Berfilsafat termasuk dalam berfikir namun berfilsafat tidak identik dengan
berfikir. Sehingga, tidak semua orang yang berfikir itu mesti berfilsafat, dan
bisa dipastikan bahwa semua orang yang berfilsafat itu pasti berfikir.
Seorang siswa yang berfikir bagaimana agar bisa lulus dalam Ujian Akhir
Nasional, maka siswa ini tidaklah sedang berfilsafat atau berfikir secara
kefilsafatan melainkan berfikir biasa yang jawabannya tidak memerlukan
pemikiran yang mendalam dan menyeluruh. Oleh karena itu ada beberapa ciri
berfikir secara kefilsafatan.
1. Berfikir secara radikal. Artinya berfikir sampai ke akar-akarnya.

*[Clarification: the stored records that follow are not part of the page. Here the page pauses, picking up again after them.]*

// Copyright 2025 the Understory Authors
// SPDX-License-Identifier: Apache-2.0 OR MIT

//! Marquee controller: turn a pointer drag into an overlay lifecycle and a selection rect.
//!
//! ## Usage
//!
//! 1) On pointer down, call [`MarqueeController::start`] with the pointer position and the
//!    container to draw in. A fresh overlay is created, styled, and attached.
//! 2) On each move, call [`MarqueeController::update`]. The selection is recomputed from the
//!    anchor and the overlay is resized to match.
//! 3) On pointer up, call [`MarqueeController::end`] to get the final selection; on abort,
//!    call [`MarqueeController::cancel`]. Either way the overlay is detached and the
//!    controller returns to idle.
//!
//! Events that arrive while idle (other than a start) are ignored. A start without a
//! container is dropped; [`MarqueeController::try_start`] reports that case as
//! [`MarqueeError::NoTargetContainer`] for callers that want to know.
//!
//! Hosts that already have a gesture object can implement
//! [`PointerDragSource`] for it and feed it through [`MarqueeController::handle`].

use core::fmt;
use core::mem;

use kurbo::{Point, Rect};
use log::{debug, trace};

use crate::overlay::{MarqueeOverlay, OverlayContainer};
use crate::rect::rect_from_points;
use crate::source::{DragPhase, PointerDragSource};
use crate::style::MarqueeStyle;

/// Reasons a marquee drag could not begin.
#[derive(Clone, Copy, Debug, PartialEq, Eq, Hash)]
pub enum MarqueeError {
    /// The start event did not carry a container to attach the overlay to.
    NoTargetContainer,
}

impl fmt::Display for MarqueeError {
    fn fmt(&self, f: &mut fmt::Formatter<'_>) -> fmt::Result {
        match self {
            Self::NoTargetContainer => f.write_str("drag start has no target container"),
        }
    }
}

impl core::error::Error for MarqueeError {}

/// What a single event did to the controller.
#[derive(Clone, Copy, Debug, PartialEq)]
pub enum MarqueeResponse {
    /// A drag began and an overlay was attached.
    Began,
    /// The selection changed to the given rect.
    Changed(Rect),
    /// The drag finished with the given final selection.
    Ended(Rect),
    /// The drag was aborted.
    Cancelled,
    /// The event had no effect.
    Ignored,
}

#[derive(Debug)]
enum MarqueeState<O> {
    Idle,
    Dragging {
        overlay: O,
        anchor: Point,
        selection: Rect,
    },
}

/// Drives a marquee overlay from pointer drag phases.
///
/// The controller exclusively owns the overlay for the duration of a drag. Dropping a
/// controller mid-drag detaches its overlay.
#[derive(Debug)]
pub struct MarqueeController<O: MarqueeOverlay> {
    style: MarqueeStyle,
    state: MarqueeState<O>,
}

impl<O: MarqueeOverlay> Default for MarqueeController<O> {
    fn default() -> Self {
        Self::new(MarqueeStyle::default())
    }
}

impl<O: MarqueeOverlay> MarqueeController<O> {
    /// Creates an idle controller that styles its overlays with `style`.
    #[must_use]
    pub fn new(style: MarqueeStyle) -> Self {
        Self {
            style,
            state: MarqueeState::Idle,
        }
    }

    /// Style applied to newly created overlays.
    #[must_use]
    pub fn style(&self) -> &MarqueeStyle {
        &self.style
    }

    /// Replace the style. Takes effect from the next drag; a live overlay keeps its style.
    pub fn set_style(&mut self, style: MarqueeStyle) {
        self.style = style;
    }

    /// Returns `true` while a drag is in progress.
    #[must_use]
    pub fn is_dragging(&self) -> bool {
        matches!(self.state, MarqueeState::Dragging { .. })
    }

    /// Point where the current drag started, or the origin when idle.
    #[must_use]
    pub fn anchor(&self) -> Point {
        match &self.state {
            MarqueeState::Idle => Point::ZERO,
            MarqueeState::Dragging { anchor, .. } => *anchor,
        }
    }

    /// Current selection rect, or [`Rect::ZERO`] when idle.
    #[must_use]
    pub fn selection(&self) -> Rect {
        match &self.state {
            MarqueeState::Idle => Rect::ZERO,
            MarqueeState::Dragging { selection, .. } => *selection,
        }
    }

    /// The live overlay, if a drag is in progress.
    #[must_use]
    pub fn overlay(&self) -> Option<&O> {
        match &self.state {
            MarqueeState::Idle => None,
            MarqueeState::Dragging { overlay, .. } => Some(overlay),
        }
    }

    /// Begin a drag at `point` inside `container`.
    ///
    /// Fails with [`MarqueeError::NoTargetContainer`] when `container` is `None`; the
    /// controller is left untouched in that case. If a drag is already in progress its
    /// overlay is detached before the new one is created.
    pub fn try_start<C>(
        &mut self,
        point: Point,
        container: Option<&mut C>,
    ) -> Result<(), MarqueeError>
    where
        C: OverlayContainer<Overlay = O>,
    {
        let container = container.ok_or(MarqueeError::NoTargetContainer)?;

        if let MarqueeState::Dragging { overlay, anchor, .. } =
            mem::replace(&mut self.state, MarqueeState::Idle)
        {
            trace!("marquee restarted; dropping drag anchored at {anchor:?}");
            overlay.detach();
        }

        let mut overlay = container.insert_overlay(self.style.stack_order);
        overlay.apply_style(&self.style);
        let selection = rect_from_points(point, point);
        overlay.set_bounds(selection);

        trace!("marquee began at {point:?}");
        self.state = MarqueeState::Dragging {
            overlay,
            anchor: point,
            selection,
        };
        Ok(())
    }

    /// Begin a drag at `point` inside `container`, ignoring a missing container.
    ///
    /// See [`Self::try_start`].
    pub fn start<C>(&mut self, point: Point, container: Option<&mut C>)
    where
        C: OverlayContainer<Overlay = O>,
    {
        if let Err(err) = self.try_start(point, container) {
            debug!("marquee start at {point:?} ignored: {err}");
        }
    }

    /// Recompute the selection for a pointer now at `point` and resize the overlay.
    ///
    /// Returns the new selection, or `None` when no drag is in progress.
    pub fn update(&mut self, point: Point) -> Option<Rect> {
        let MarqueeState::Dragging {
            overlay,
            anchor,
            selection,
        } = &mut self.state
        else {
            return None;
        };
        *selection = rect_from_points(*anchor, point);
        overlay.set_bounds(*selection);
        Some(*selection)
    }

    /// Finish the drag with the pointer released at `point`.
    ///
    /// Detaches the overlay, resets the controller to idle, and returns the final
    /// selection. Returns `None` when no drag is in progress.
    pub fn end(&mut self, point: Point) -> Option<Rect> {
        let MarqueeState::Dragging {
            overlay, anchor, ..
        } = mem::replace(&mut self.state, MarqueeState::Idle)
        else {
            return None;
        };
        let selection = rect_from_points(anchor, point);
        overlay.detach();
        trace!("marquee ended with {selection:?}");
        Some(selection)
    }

    /// Abort the drag, discarding the selection.
    ///
    /// Returns `true` if a drag was in progress.
    pub fn cancel(&mut self) -> bool {
        let MarqueeState::Dragging { overlay, .. } =
            mem::replace(&mut self.state, MarqueeState::Idle)
        else {
            return false;
        };
        overlay.detach();
        trace!("marquee cancelled");
        true
    }

    /// Apply one phase reported by `source`.
    pub fn handle<S>(&mut self, source: &mut S) -> MarqueeResponse
    where
        S: PointerDragSource,
        S::Container: OverlayContainer<Overlay = O>,
    {
        let point = source.location();
        match source.phase() {
            DragPhase::Start => match self.try_start(point, source.container()) {
                Ok(()) => MarqueeResponse::Began,
                Err(err) => {
                    debug!("marquee start at {point:?} ignored: {err}");
                    MarqueeResponse::Ignored
                }
            },
            DragPhase::Move => self
                .update(point)
                .map_or(MarqueeResponse::Ignored, MarqueeResponse::Changed),
            DragPhase::End => self
                .end(point)
                .map_or(MarqueeResponse::Ignored, MarqueeResponse::Ended),
            DragPhase::Cancel => {
                if self.cancel() {
                    MarqueeResponse::Cancelled
                } else {
                    MarqueeResponse::Ignored
                }
            }
        }
    }
}

impl<O: MarqueeOverlay> Drop for MarqueeController<O> {
    fn drop(&mut self) {
        self.cancel();
    }
}

#[cfg(test)]
mod tests {
    use core::cell::Cell;

    use super::*;

    #[derive(Default)]
    struct Counters {
        inserted: Cell<usize>,
        styled: Cell<usize>,
        detached: Cell<usize>,
        bounds: Cell<Option<Rect>>,
    }

    struct Host<'a>(&'a Counters);

    struct Overlay<'a>(&'a Counters);

    impl<'a> OverlayContainer for Host<'a> {
        type Overlay = Overlay<'a>;

        fn insert_overlay(&mut self, _stack_order: usize) -> Overlay<'a> {
            self.0.inserted.set(self.0.inserted.get() + 1);
            Overlay(self.0)
        }
    }

    impl MarqueeOverlay for Overlay<'_> {
        fn apply_style(&mut self, _style: &MarqueeStyle) {
            self.0.styled.set(self.0.styled.get() + 1);
        }

        fn set_bounds(&mut self, bounds: Rect) {
            self.0.bounds.set(Some(bounds));
        }

        fn detach(self) {
            self.0.detached.set(self.0.detached.get() + 1);
        }
    }

    #[test]
    fn new_controller_is_idle() {
        let marquee = MarqueeController::<Overlay<'_>>::default();
        assert!(!marquee.is_dragging());
        assert_eq!(marquee.anchor(), Point::ZERO);
        assert_eq!(marquee.selection(), Rect::ZERO);
        assert!(marquee.overlay().is_none());
    }

    #[test]
    fn try_start_without_container_reports_error() {
        let mut marquee = MarqueeController::<Overlay<'_>>::default();
        let result = marquee.try_start::<Host<'_>>(Point::new(1.0, 1.0), None);
        assert_eq!(result, Err(MarqueeError::NoTargetContainer));
        assert!(!marquee.is_dragging());
    }

    #[test]
    fn start_styles_once_and_sizes_overlay_to_anchor() {
        let counters = Counters::default();
        let mut host = Host(&counters);
        let mut marquee = MarqueeController::default();

        marquee.start(Point::new(4.0, 6.0), Some(&mut host));

        assert_eq!(counters.inserted.get(), 1);
        assert_eq!(counters.styled.get(), 1);
        assert_eq!(counters.bounds.get(), Some(Rect::new(4.0, 6.0, 4.0, 6.0)));

        marquee.update(Point::new(8.0, 9.0));
        assert_eq!(counters.styled.get(), 1, "style must not be reapplied on move");
        assert_eq!(counters.bounds.get(), Some(Rect::new(4.0, 6.0, 8.0, 9.0)));
    }

    #[test]
    fn end_returns_final_rect_from_release_point() {
        let counters = Counters::default();
        let mut host = Host(&counters);
        let mut marquee = MarqueeController::default();

        marquee.start(Point::new(10.0, 10.0), Some(&mut host));
        marquee.update(Point::new(20.0, 20.0));
        let last = marquee.end(Point::new(5.0, 30.0));

        assert_eq!(last, Some(Rect::new(5.0, 10.0, 10.0, 30.0)));
        assert_eq!(counters.detached.get(), 1);
        assert_eq!(marquee.selection(), Rect::ZERO);
    }

    #[test]
    fn restart_detaches_previous_overlay() {
        let counters = Counters::default();
        let mut host = Host(&counters);
        let mut marquee = MarqueeController::default();

        marquee.start(Point::new(1.0, 1.0), Some(&mut host));
        marquee.start(Point::new(2.0, 2.0), Some(&mut host));

        assert_eq!(counters.inserted.get(), 2);
        assert_eq!(counters.detached.get(), 1);
        assert_eq!(marquee.anchor(), Point::new(2.0, 2.0));
    }

    #[test]
    fn restart_without_container_keeps_current_drag() {
        let counters = Counters::default();
        let mut host = Host(&counters);
        let mut marquee = MarqueeController::default();

        marquee.start(Point::new(1.0, 1.0), Some(&mut host));
        marquee.start::<Host<'_>>(Point::new(9.0, 9.0), None);

        assert!(marquee.is_dragging());
        assert_eq!(marquee.anchor(), Point::new(1.0, 1.0));
        assert_eq!(counters.detached.get(), 0);
    }

    #[test]
    fn dropping_mid_drag_detaches_overlay() {
        let counters = Counters::default();
        let mut host = Host(&counters);
        {
            let mut marquee = MarqueeController::default();
            marquee.start(Point::new(1.0, 1.0), Some(&mut host));
        }
        assert_eq!(counters.detached.get(), 1);
    }

    #[test]
    fn error_message() {
        use alloc::string::ToString;
        assert_eq!(
            MarqueeError::NoTargetContainer.to_string(),
            "drag start has no target container"
        );
    }
}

Radikal berasal dari kata Yunani radix yang berarti akar. Maksud dari berfikir
sampai ke akar-akarnya adalah berfikir sampai pada hakikat, esensi atau sampai
pada substansi yang dipikirkan. Manusia yang berfilsafat dengan akalnya
berusaha untuk dapat menangkap pengetahuan hakiki, yaitu pengetahuan yang
mendasari segala pengetahuan indrawi.
2. Berfikir secara universal atau umum. Berfikir secara umum adalah
berfikir tentang hal-hal serta suatu proses yang bersifat umum. Jalan yang
dituju oleh seorang filsuf adalah keumuman yang diperoleh dari hal-hal yang
bersifat khusus yang ada dalam kenyataan.
3. Berfikir secara konseptual. Yaitu mengenai hasil generalisasi dan
abstraksi dari pengalaman tentang hal-hal serta proses-proses individual.
Berfikir secara kefilsafatan tidak bersangkutan dengan pemikiran terhadap
perbuatan-perbuatanbebas yang dilakukan oleh orang-orang tertentu sebagaimana
yang biasa dipelajari oleh seorang psikolog, melainkan bersangkutan dengan
pemikiran “apakah kebebasan itu”?
4. Berfikir secara koheren dan konsisten. Artinya, berfikir sesuai dengan
kaidah-kaidah berfikir dan tidak mengandung kontradiksi atau dapat pula
diartikan dengan berfikir secara runtut.
5. Berfikir secara sistematik. Dalam mengemukakan jawaban terhadap suatu
masalah, para filsuf memakai pendapat-pendapat sebagai wujud dari proses
befilsafat. Pendapat-pendapat itu harus saling berhubungan secara teratur dan
terkandung maksud dan tujuan tertentu.
6. Berfikir secara komprehensif (menyeluruh). Berfikir secara filsafat
berusaha untuk menjelaskan alam semesta secara keseluruhan.
7. Berfikir secara bebas. Bebas dari prasangka-prasangka sosial, historis,
kultural ataupun religius. Berfikir dengan bebas itu bukan berarti sembarangan,
sesuka hati, atau anarkhi, sebaliknya bahwa berfikir bebas adalah berfikir
secara terikat . akan tetapi ikatan itu berasal dari dalam, dari kaidah-kaidah,
dari disiplin fikiran itu sendiri. Dengan demikian pikiran dari luar sangat
bebas, namun dari dalam sangatlah terikat.
8. Berfikir atau pemikiran yang bertanggungjawab. Pertanggungjawaban yang
pertama adalah terhadap hati nuraninya sendiri. Seorang filsuf seolah-olah
mendapat panggilan untuk membiarkan pikirannya menjelajahi kenyataan. Namun,
fase berikutnya adalah bagaimana ia merumuskan pikiran-pikirannya itu agar
dapat dikomunikasikan pada orang lain serta dipertanggungjawabkan.